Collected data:
● ● ● ●

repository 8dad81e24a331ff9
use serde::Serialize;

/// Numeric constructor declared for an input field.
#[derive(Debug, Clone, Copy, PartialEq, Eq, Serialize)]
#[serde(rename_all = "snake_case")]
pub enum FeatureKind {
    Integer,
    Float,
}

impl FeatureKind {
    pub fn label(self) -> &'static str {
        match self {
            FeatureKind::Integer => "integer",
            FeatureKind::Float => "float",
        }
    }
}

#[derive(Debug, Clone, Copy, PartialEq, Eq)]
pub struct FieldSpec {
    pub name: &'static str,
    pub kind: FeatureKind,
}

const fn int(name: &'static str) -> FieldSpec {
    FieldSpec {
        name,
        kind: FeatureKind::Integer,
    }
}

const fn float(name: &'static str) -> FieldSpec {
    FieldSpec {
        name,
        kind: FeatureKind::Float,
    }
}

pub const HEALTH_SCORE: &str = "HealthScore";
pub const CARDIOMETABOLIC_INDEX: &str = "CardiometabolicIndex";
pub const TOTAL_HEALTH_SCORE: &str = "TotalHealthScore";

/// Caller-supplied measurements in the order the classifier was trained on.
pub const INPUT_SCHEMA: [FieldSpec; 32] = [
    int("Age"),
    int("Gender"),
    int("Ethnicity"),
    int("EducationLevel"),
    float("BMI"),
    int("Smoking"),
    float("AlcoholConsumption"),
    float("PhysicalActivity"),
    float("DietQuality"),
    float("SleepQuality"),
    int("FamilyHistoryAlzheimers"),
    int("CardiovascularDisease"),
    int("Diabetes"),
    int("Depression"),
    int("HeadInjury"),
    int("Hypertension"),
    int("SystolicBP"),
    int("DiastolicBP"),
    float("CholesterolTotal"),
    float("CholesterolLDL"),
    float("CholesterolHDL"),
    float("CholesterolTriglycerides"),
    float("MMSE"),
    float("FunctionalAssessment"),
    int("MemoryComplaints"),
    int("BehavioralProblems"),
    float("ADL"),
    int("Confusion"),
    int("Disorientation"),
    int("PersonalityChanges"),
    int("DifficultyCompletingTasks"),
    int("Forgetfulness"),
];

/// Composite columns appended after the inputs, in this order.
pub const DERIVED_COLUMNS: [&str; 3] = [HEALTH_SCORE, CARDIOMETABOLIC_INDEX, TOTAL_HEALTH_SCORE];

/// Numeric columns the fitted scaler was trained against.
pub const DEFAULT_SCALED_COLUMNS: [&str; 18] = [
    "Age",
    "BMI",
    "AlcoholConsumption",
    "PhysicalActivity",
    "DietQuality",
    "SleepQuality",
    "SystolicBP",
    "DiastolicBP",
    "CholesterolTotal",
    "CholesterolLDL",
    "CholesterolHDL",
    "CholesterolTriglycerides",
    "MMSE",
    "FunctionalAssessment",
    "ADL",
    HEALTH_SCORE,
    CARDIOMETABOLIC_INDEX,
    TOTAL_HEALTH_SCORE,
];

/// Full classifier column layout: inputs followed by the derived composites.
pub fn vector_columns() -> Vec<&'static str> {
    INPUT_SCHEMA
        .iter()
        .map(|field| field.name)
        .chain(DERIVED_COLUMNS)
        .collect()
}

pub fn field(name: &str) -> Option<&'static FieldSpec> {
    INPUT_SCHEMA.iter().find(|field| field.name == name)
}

● ● ● ●

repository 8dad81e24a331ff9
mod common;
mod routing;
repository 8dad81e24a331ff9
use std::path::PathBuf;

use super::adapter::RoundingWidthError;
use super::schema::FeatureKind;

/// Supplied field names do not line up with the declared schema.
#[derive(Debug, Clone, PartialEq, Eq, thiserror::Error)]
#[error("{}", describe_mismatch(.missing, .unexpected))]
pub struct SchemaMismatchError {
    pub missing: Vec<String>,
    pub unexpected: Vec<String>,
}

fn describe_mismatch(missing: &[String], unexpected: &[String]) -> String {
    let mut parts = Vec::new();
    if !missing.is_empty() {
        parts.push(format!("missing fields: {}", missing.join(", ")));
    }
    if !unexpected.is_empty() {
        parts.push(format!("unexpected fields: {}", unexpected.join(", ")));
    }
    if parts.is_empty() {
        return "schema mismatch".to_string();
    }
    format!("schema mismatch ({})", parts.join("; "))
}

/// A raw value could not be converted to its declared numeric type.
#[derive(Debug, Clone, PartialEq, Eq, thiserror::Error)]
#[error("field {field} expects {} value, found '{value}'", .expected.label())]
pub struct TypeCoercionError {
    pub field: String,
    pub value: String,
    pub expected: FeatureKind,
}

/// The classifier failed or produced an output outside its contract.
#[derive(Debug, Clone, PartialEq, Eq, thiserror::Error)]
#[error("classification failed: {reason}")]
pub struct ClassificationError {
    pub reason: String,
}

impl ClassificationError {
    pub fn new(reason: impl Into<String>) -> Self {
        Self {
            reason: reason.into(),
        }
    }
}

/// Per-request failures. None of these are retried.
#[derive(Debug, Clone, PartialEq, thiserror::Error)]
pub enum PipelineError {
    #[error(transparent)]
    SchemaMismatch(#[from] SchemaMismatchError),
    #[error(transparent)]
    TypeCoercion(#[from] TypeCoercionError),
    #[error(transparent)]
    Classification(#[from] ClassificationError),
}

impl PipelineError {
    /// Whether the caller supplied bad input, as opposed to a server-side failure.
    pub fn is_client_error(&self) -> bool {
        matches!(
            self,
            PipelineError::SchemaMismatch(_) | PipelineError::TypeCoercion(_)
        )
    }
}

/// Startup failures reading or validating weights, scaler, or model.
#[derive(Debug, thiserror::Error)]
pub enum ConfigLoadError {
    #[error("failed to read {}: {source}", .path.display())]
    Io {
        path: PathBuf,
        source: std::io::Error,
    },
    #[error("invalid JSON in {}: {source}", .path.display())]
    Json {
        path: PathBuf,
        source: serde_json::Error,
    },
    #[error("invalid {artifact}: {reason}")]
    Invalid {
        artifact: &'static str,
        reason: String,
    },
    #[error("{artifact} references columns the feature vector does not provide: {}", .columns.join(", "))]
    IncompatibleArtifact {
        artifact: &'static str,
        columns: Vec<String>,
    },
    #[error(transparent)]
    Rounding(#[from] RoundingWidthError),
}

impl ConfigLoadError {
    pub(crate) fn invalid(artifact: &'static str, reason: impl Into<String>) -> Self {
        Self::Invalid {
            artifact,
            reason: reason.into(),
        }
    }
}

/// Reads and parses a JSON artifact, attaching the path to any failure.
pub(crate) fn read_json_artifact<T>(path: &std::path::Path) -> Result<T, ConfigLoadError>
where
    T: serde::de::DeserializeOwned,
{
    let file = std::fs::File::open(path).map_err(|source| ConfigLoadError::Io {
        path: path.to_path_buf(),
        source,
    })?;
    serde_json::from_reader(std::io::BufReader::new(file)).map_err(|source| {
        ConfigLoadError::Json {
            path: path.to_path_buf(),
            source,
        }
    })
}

● ● ● ●

▶ **Task statement**: Copy each line above containing the string "iter".

▶ **Answer to this exercise**:
        .iter()
    INPUT_SCHEMA.iter().find(|field| field.name == name)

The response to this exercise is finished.